Vieille question, sans doute construite par les spin doctors. Le Comptoir multiplie les références, c’est bien, parce que le discours se tient. En gros, on est pris, mais un part de nous-mêmes résiste. Il suffit de la cultiver – cultivons notre jardin – et nous nous extraierons du capitalisme.
Si ça marchait, si ce travail était effectif et s’il était pertinent, le capitailisme serait rangé au rayon des monstres anciens par toutes les générations d’hommes et de femmes qui l’ont haï, repoussé, combattu. Au contraire, il a explosé après le consensus de Washington, il est maître de la planète, des humains, de leur destin, avec une oppositioin de plus en plus faible, numériquement et psychologiquement. Qui, à part quelques bourgeois de claisse intermédiaire, éduqué, frustré par la panne de l’ascenceur social, conteste le capitalisme. Les GJ contestaient l’inégalité produite par le capitalisme. Ils ont eu le plus grand mal à adhérer à une vision structurelle, un lien économico-politique entre les différentes sortes de violences et de privations qui leur sont infligées, mis à part quelques éveillés.

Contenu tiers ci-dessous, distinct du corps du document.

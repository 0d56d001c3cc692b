//! Board coordinate representation.

use std::fmt;
use std::ops::{Add, Mul, Neg, Sub};

/// A 2D integer coordinate on (or off) the board.
///
/// `x` is the file and `y` the rank, both 0-indexed, so `Coord::new(4, 3)`
/// is e4 on a standard board. Coordinates are plain values: arithmetic never
/// fails and may produce squares outside any board, which is how ray walks
/// detect the edge.
#[derive(Debug, Clone, Copy, PartialEq, Eq, Hash, PartialOrd, Ord)]
pub struct Coord {
    pub x: i32,
    pub y: i32,
}

impl Coord {
    pub const ORIGIN: Coord = Coord { x: 0, y: 0 };

    #[inline]
    pub const fn new(x: i32, y: i32) -> Self {
        Coord { x, y }
    }

    /// Component-wise sum.
    #[inline]
    pub const fn add(self, other: Coord) -> Coord {
        Coord::new(self.x + other.x, self.y + other.y)
    }

    /// Component-wise difference.
    #[inline]
    pub const fn subtract(self, other: Coord) -> Coord {
        Coord::new(self.x - other.x, self.y - other.y)
    }

    /// Scales both components.
    #[inline]
    pub const fn multiply(self, scalar: i32) -> Coord {
        Coord::new(self.x * scalar, self.y * scalar)
    }

    /// Parses algebraic notation (e.g. "e4", "b10").
    ///
    /// Files run from 'a' to 'z', ranks start at 1. Returns `None` for
    /// anything else.
    pub fn from_algebraic(s: &str) -> Option<Self> {
        let mut chars = s.chars();
        let file = chars.next()?.to_ascii_lowercase();
        if !file.is_ascii_lowercase() {
            return None;
        }
        let digits = chars.as_str();
        if !digits.starts_with(|c: char| c.is_ascii_digit()) {
            return None;
        }
        let rank: i32 = digits.parse().ok()?;
        if rank < 1 {
            return None;
        }
        Some(Coord::new((file as u8 - b'a') as i32, rank - 1))
    }

    /// Returns the algebraic notation, if the coordinate has one.
    pub fn to_algebraic(self) -> Option<String> {
        if !(0..26).contains(&self.x) || self.y < 0 {
            return None;
        }
        let file = (b'a' + self.x as u8) as char;
        let rank = self.y.checked_add(1)?;
        Some(format!("{}{}", file, rank))
    }
}

impl Add for Coord {
    type Output = Coord;

    #[inline]
    fn add(self, rhs: Coord) -> Coord {
        Coord::add(self, rhs)
    }
}

impl Sub for Coord {
    type Output = Coord;

    #[inline]
    fn sub(self, rhs: Coord) -> Coord {
        self.subtract(rhs)
    }
}

impl Neg for Coord {
    type Output = Coord;

    #[inline]
    fn neg(self) -> Coord {
        self.multiply(-1)
    }
}

impl Mul<i32> for Coord {
    type Output = Coord;

    #[inline]
    fn mul(self, rhs: i32) -> Coord {
        self.multiply(rhs)
    }
}

impl fmt::Display for Coord {
    fn fmt(&self, f: &mut fmt::Formatter<'_>) -> fmt::Result {
        match self.to_algebraic() {
            Some(name) => write!(f, "{}", name),
            None => write!(f, "({}, {})", self.x, self.y),
        }
    }
}
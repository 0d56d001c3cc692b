//! Side representation.

/// The two sides of a game.
#[derive(Debug, Clone, Copy, PartialEq, Eq, Hash)]
pub enum Color {
    White,
    Black,
}

impl Color {
    /// Both colors, White first.
    pub const ALL: [Color; 2] = [Color::White, Color::Black];

    /// Returns the opposite color.
    #[inline]
    pub const fn opposite(self) -> Self {
        match self {
            Color::White => Color::Black,
            Color::Black => Color::White,
        }
    }

    /// Returns the sign of this color's pawn advance along y.
    #[inline]
    pub const fn pawn_direction(self) -> i32 {
        match self {
            Color::White => 1,
            Color::Black => -1,
        }
    }

    /// Returns the FEN side-to-move letter.
    #[inline]
    pub const fn to_fen_char(self) -> char {
        match self {
            Color::White => 'w',
            Color::Black => 'b',
        }
    }
}

impl std::fmt::Display for Color {
    fn fmt(&self, f: &mut std::fmt::Formatter<'_>) -> std::fmt::Result {
        match self {
            Color::White => write!(f, "White"),
            Color::Black => write!(f, "Black"),
        }
    }
}
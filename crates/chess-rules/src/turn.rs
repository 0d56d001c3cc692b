//! Per-turn selection state.

use chess_core::{Color, Coord};

use crate::Board;

/// Tracks the square the mover selected and whose turn it is.
#[derive(Debug, Clone, Copy, PartialEq, Eq)]
pub struct TurnTracker {
    move_from: Option<Coord>,
    color: Color,
}

impl TurnTracker {
    /// Creates a tracker for `color` with nothing selected.
    pub const fn new(color: Color) -> Self {
        TurnTracker {
            move_from: None,
            color,
        }
    }

    /// Creates a tracker in sync with the board's side to move.
    pub fn for_board(board: &Board) -> Self {
        Self::new(board.side_to_move())
    }

    /// The selected origin square, if any.
    #[inline]
    pub fn move_from(&self) -> Option<Coord> {
        self.move_from
    }

    /// The color to move.
    #[inline]
    pub fn color(&self) -> Color {
        self.color
    }

    /// Selects the square to move from, replacing any earlier selection.
    pub fn select(&mut self, origin: Coord) {
        self.move_from = Some(origin);
    }

    /// Drops the current selection.
    pub fn clear(&mut self) {
        self.move_from = None;
    }

    /// Ends the turn: clears the selection and passes the move.
    pub fn advance(&mut self) {
        self.move_from = None;
        self.color = self.color.opposite();
    }
}

#[cfg(test)]
mod tests {
    use super::*;

    #[test]
    fn select_and_advance() {
        let mut turn = TurnTracker::new(Color::White);
        assert_eq!(turn.move_from(), None);

        turn.select(Coord::new(4, 1));
        assert_eq!(turn.move_from(), Some(Coord::new(4, 1)));
        turn.select(Coord::new(3, 1));
        assert_eq!(turn.move_from(), Some(Coord::new(3, 1)));

        turn.advance();
        assert_eq!(turn.move_from(), None);
        assert_eq!(turn.color(), Color::Black);
    }

    #[test]
    fn clear_keeps_color() {
        let mut turn = TurnTracker::new(Color::Black);
        turn.select(Coord::ORIGIN);
        turn.clear();
        assert_eq!(turn, TurnTracker::new(Color::Black));
    }

    #[test]
    fn for_board_follows_side_to_move() {
        let board = Board::from_fen("4k3/8/8/8/8/8/8/4K3 b").unwrap();
        assert_eq!(TurnTracker::for_board(&board).color(), Color::Black);
    }
}
//! Rule engine configuration.
//!
//! Configuration is plain data deserialized from TOML. Every field has a
//! default, so an empty file yields a standard 8x8 board with king-only
//! safety filtering.

use serde::{Deserialize, Serialize};
use std::path::Path;
use thiserror::Error;

pub use chess_core::MAX_EXTENT;

/// Errors that can occur when loading or validating configuration.
#[derive(Error, Debug)]
pub enum ConfigError {
    /// Failed to read the configuration file from disk.
    #[error("Failed to read config file: {0}")]
    ReadError(#[from] std::io::Error),
    /// Failed to parse the configuration as valid TOML.
    #[error("Failed to parse config: {0}")]
    ParseError(#[from] toml::de::Error),
    /// Board extent outside `1..=MAX_EXTENT`.
    #[error("Invalid board extent {width}x{height}")]
    InvalidExtent { width: i32, height: i32 },
}

/// Which candidate moves are checked against the mover's own king.
#[derive(Debug, Clone, Copy, PartialEq, Eq, Default, Deserialize, Serialize)]
#[serde(rename_all = "snake_case")]
pub enum KingSafety {
    /// Only king destinations are filtered through the attack tracker.
    /// Moves by other pieces that uncover the king are not rejected.
    #[default]
    KingMovesOnly,
    /// Every candidate is played on a scratch board and dropped if the
    /// mover's king is attacked afterwards. Requires a king on the board.
    Strict,
}

/// Rule engine settings.
#[derive(Debug, Clone, Copy, PartialEq, Eq, Deserialize, Serialize)]
pub struct RuleConfig {
    /// Number of files. Defaults to 8.
    #[serde(default = "default_extent")]
    pub width: i32,
    /// Number of ranks. Defaults to 8.
    #[serde(default = "default_extent")]
    pub height: i32,
    /// King-safety filtering mode.
    #[serde(default)]
    pub king_safety: KingSafety,
}

fn default_extent() -> i32 {
    8
}

impl Default for RuleConfig {
    fn default() -> Self {
        RuleConfig {
            width: default_extent(),
            height: default_extent(),
            king_safety: KingSafety::default(),
        }
    }
}

impl RuleConfig {
    /// Parses and validates a configuration from TOML text.
    pub fn from_toml_str(content: &str) -> Result<Self, ConfigError> {
        let config: RuleConfig = toml::from_str(content)?;
        config.validate()?;
        Ok(config)
    }

    /// Loads a configuration file.
    ///
    /// # Errors
    ///
    /// Returns [`ConfigError::ReadError`] if the file cannot be read,
    /// [`ConfigError::ParseError`] for invalid TOML, or
    /// [`ConfigError::InvalidExtent`] for an unsupported board size.
    pub fn load(path: impl AsRef<Path>) -> Result<Self, ConfigError> {
        let content = std::fs::read_to_string(path)?;
        Self::from_toml_str(&content)
    }

    /// Checks the board extent.
    pub fn validate(&self) -> Result<(), ConfigError> {
        let valid = 1..=MAX_EXTENT;
        if valid.contains(&self.width) && valid.contains(&self.height) {
            Ok(())
        } else {
            Err(ConfigError::InvalidExtent {
                width: self.width,
                height: self.height,
            })
        }
    }
}
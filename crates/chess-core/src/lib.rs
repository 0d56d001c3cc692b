//! Core types for chess.
//!
//! This crate provides the fundamental value types shared by the rule engine:
//! - [`Piece`] and [`Color`] for piece representation
//! - [`Coord`] for board coordinates and direction vectors
//! - FEN parsing for position setup

mod color;
mod coord;
mod fen;
mod piece;

pub use color::Color;
pub use coord::Coord;
pub use fen::{FenError, FenParser, MAX_EXTENT};
pub use piece::Piece;
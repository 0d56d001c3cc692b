//! Error types for rule evaluation.

use chess_core::Color;
use thiserror::Error;

/// Invariant violations raised while evaluating rules.
///
/// These mean the position is malformed or a caller broke a contract; they
/// abort the current query. An empty move set is never reported as an error.
#[derive(Debug, Error, Clone, PartialEq, Eq)]
pub enum RuleError {
    /// The side whose king was needed has no king on the board.
    #[error("missing {0} king on the board")]
    MissingKing(Color),

    /// A pawn's direction table did not yield a forward vector.
    #[error("pawn has no primary move direction")]
    MissingPawnDirection,

    /// The turn tracker and the board disagree on whose move it is.
    #[error("turn tracker expects {expected} to move, but the board has {found} to move")]
    TurnMismatch { expected: Color, found: Color },
}
//! Conversion sessions
//!
//! [`SessionController`] owns the engine for the life of a session, starts a
//! conversion whenever a file is pending and the engine is ready, and
//! publishes [`SessionSnapshot`]s describing the outcome.

pub mod controller;
pub mod sinks;
pub mod state;

pub use controller::{SessionController, SessionError};
pub use sinks::{LogSink, MemoryLogSink, NullLogSink, TracingLogSink};
pub use state::{GIF_MIME_TYPE, RenderedGif, SessionFailure, SessionSnapshot, SessionState};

« C’est la nature et l’étendue de cette consommation qui fait de nous des capitalistes ». Non, c’est l’etendue de l’exploitation, le salariat, la subordinnation et l’argent investi qui appellent le profit, qui veut développement, investissement, dans un cercle sans fin. Marx à toujours raison, et Debord n’a fait qu’illustrer l’imaginaire produit par les capitalistes et leurs petites mains, globalement.
Le monde capitaliste produit des objets et de l’imaginaire, bien plus vite que ses contempteurs ne fondent des discours et des images pour le combattre. Comme il s’aperçoit qu’il est en récession économique – baisse tendancielle du taux de profit -, que ça se voit, que ça grippe et dope les groupuscules anti-capitalistes et la masse des frustrés, des coléreux qui veulent plus sans trop savoir de quoi, il sort le plan B. La violence des Etats qui s’accroient dans le monde entier. Mais ça aussi, c’est une barrière ancienne qui ne signifie aucune fin, aucun état critique du capitalisme. Ce sont les banques qui ont prolongé la guerre d’Algérie pour faire du profit (cf Annie Lacroix-Riz – L’étrange défaite).
Le capitalisme, comme l’a dit d’ailleurs Debord, comme l’a illustré P.K. Dick et tant d’autres, génère sa contestation interne dont il fixe les limites. S’éduquer à refuser le capitalisme c’est choisir entre les poubelles jaunes et bleues. La seule chose que nous pouvons développer c’est le discernement et la sauvagerie. Refuser sauvagement dès qu’on sent quelque chose du capital, en tous domaines. Et rester vigilant dans l’attente du moment où la planète va dire stop, le moment où tous les exploités seront dos au mur, réellement.
Question subsidiaire : peut on être écolo quand on possède 9 véhicules à moteur, ey qu’on a passé la majeure partie de sa vie à survoler la terre en hélicoptère.